Bank Robbery Days drew business away from the lake and into town so the Jack of Diamonds had a skeleton crew that night.
Keith Lyon was scrubbing the kitchen with a power buffer and Charlotte Blonde stood behind the bar playing Nim on napkins with the vacuum cleaner dealer, Larry Rudd.
“I have you again,” said Rudd. “You don’t see it, do you?”
Charlotte studied the napkin with a pencil in her hand. “I don’t,” she said.
Just then three men came in and stood at the corner of the bar.
“We’re not serving tables tonight,” said Charlotte. “But you can sit anywhere and order here, and if you’re hungry you can have something from the appetizer menu.”
“Well, that sounds pretty good but we’ll pass,” said one of the men. He had thick shoulders and a round face and wore a fishing coat with pockets and straps and a Newfoundland and Labrador salmon badge. “Is Pierre around?”
“No,” said Charlotte. “He’s off tonight.”
“That’s disappointing,” he said. “I’m his cousin Bobby. Maybe you might have heard him talk about me.”
“Not that I recall.”
“Do you know where I might find him? I’m just passing through this one night, and I’d feel bad if I didn’t stop and see him.”

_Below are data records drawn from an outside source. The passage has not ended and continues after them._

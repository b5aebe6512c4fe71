use serde::Deserialize;

#[derive(Debug, Deserialize)]
pub struct SearchResponse<T> {
    #[serde(default)]
    pub total_count: u64,
    pub items: Vec<T>,
}

#[derive(Debug, Clone, Deserialize)]
pub struct Repository {
    pub name: String,
    pub owner: Option<Owner>,
}

#[derive(Debug, Clone, Deserialize)]
pub struct Owner {
    pub login: String,
}

impl Repository {
    pub fn owner_login(&self) -> Option<&str> {
        self.owner.as_ref().map(|owner| owner.login.as_str())
    }
}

“You ought to check over to the play,” said Rudd.
“No,” said Charlotte.
“What play is that?”
Charlotte jabbed Rudd in the hand with the pencil. “I’m afraid Pierre is out of town,” she said.

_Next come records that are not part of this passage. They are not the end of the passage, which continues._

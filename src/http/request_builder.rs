use super::{
    client::Client,
    request::{Body, HttpRequest, Method},
    response::{AsyncFrom, Json, Raw, Response},
    Error,
};
use serde::{de::DeserializeOwned, Serialize};
use url::Url;

pub trait RequestType {}
pub struct Get;
pub struct Post;

impl RequestType for Get {}
impl RequestType for Post {}

pub struct InitBuilder {}

impl InitBuilder {
    pub fn get(client: Client, url: Url) -> RequestBuilder<Get> {
        RequestBuilder {
            _marker: std::marker::PhantomData,
            client,
            request: HttpRequest::new(Method::Get, url),
        }
    }

    pub fn post(client: Client, url: Url) -> RequestBuilder<Post> {
        RequestBuilder {
            _marker: std::marker::PhantomData,
            client,
            request: HttpRequest::new(Method::Post, url),
        }
    }
}

pub struct RequestBuilder<T: RequestType> {
    _marker: std::marker::PhantomData<T>,
    client: Client,
    pub request: HttpRequest,
}

impl<T> RequestBuilder<T>
where
    T: RequestType,
{
    pub fn header(mut self, key: impl Into<String>, value: impl Into<String>) -> Self {
        self.request.header(key, value);
        self
    }

    pub fn bearer_auth(mut self, token: impl AsRef<str>) -> Self {
        self.request.bearer_auth(token);
        self
    }

    pub fn query(mut self, key: &str, value: impl ToString) -> Self {
        self.request.query(key, &value.to_string());
        self
    }

    pub async fn send(self) -> Result<reqwest::Response, Error> {
        self.client.send(self.request).await
    }

    /// Sends the request and deserializes a 2xx body into `R`.
    pub async fn fetch_json<R>(self) -> Result<R, Error>
    where
        R: DeserializeOwned,
    {
        let response = self.send().await?;
        Response::<Json, R>::async_from(response).await.collect()
    }

    /// Sends the request and returns the body verbatim, whatever the status.
    pub async fn fetch_text(self) -> Result<String, Error> {
        let response = self.send().await?;
        Response::<Raw, String>::async_from(response).await.collect()
    }
}

impl RequestBuilder<Post> {
    pub fn json_body<B: Serialize>(mut self, body: &B) -> Result<Self, Error> {
        self.request
            .header(reqwest::header::CONTENT_TYPE.as_str(), "application/json")
            .body(Body::json(body)?);
        Ok(self)
    }
}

Larry Rudd rubbed his hand and looked at Charlotte uncertainly, but he loved knowing things and telling them too much to be silent. “Well, he used to go to it. I know he has gone.”
“Maybe we’ll take a swing by,” said the one who called himself Pierre’s cousin.
“Just go into town,” said Rudd, “which is south out of here, or take a right. Now, that’s not where it is, but you’ll see the signs directing you to it. It’s a big production.”
An older man with the first man nodded his head solemnly with red furrowed brows. “Yeah, we saw the signs,” he said.
“You’re wasting your time,” said Charlotte. “Pierre’s not around.”
“Well, who knows?” said the man in the fishing coat. “Maybe we’ll like the play.”
“What in hell you stab me for?” said Rudd when they had gone.
Charlotte went into the kitchen where the power buffer whined. Keith turned it off and pushed his safety goggles up on his forehead.
“Where’s Pierre?” Charlotte said. “Did he go to the play?”
“He might have. Why?”
“Well, some guys were just in here looking for him. One said he was his cousin.”
“His cousin. That sounds like a line, doesn’t it. You didn’t tell him anything, I hope.”
“No, I didn’t, but of course Larry Rudd had to be sitting there like their long-lost friend and he goes, ‘Try the play, Pierre always goes to the play.’ Is that true?”
“Fuck if I know.”
Keith took the goggles off and set them beside the buffer on the shining silver table. He went out the side door and Charlotte followed him, and they looked around the parking lot, but the men were gone and there were just the cars that had been there before.
“All right, let me think,” said Keith.
Meanwhile, the end of the play was drawing near. The farmer and the young bank robber played their fabled chess game in the living room of the stage.
“You’re going to lose your knight to a pawn in three moves,” said the robber. “I want you to know that. You folks don’t have an accordion, do you? I play an awful good accordion.”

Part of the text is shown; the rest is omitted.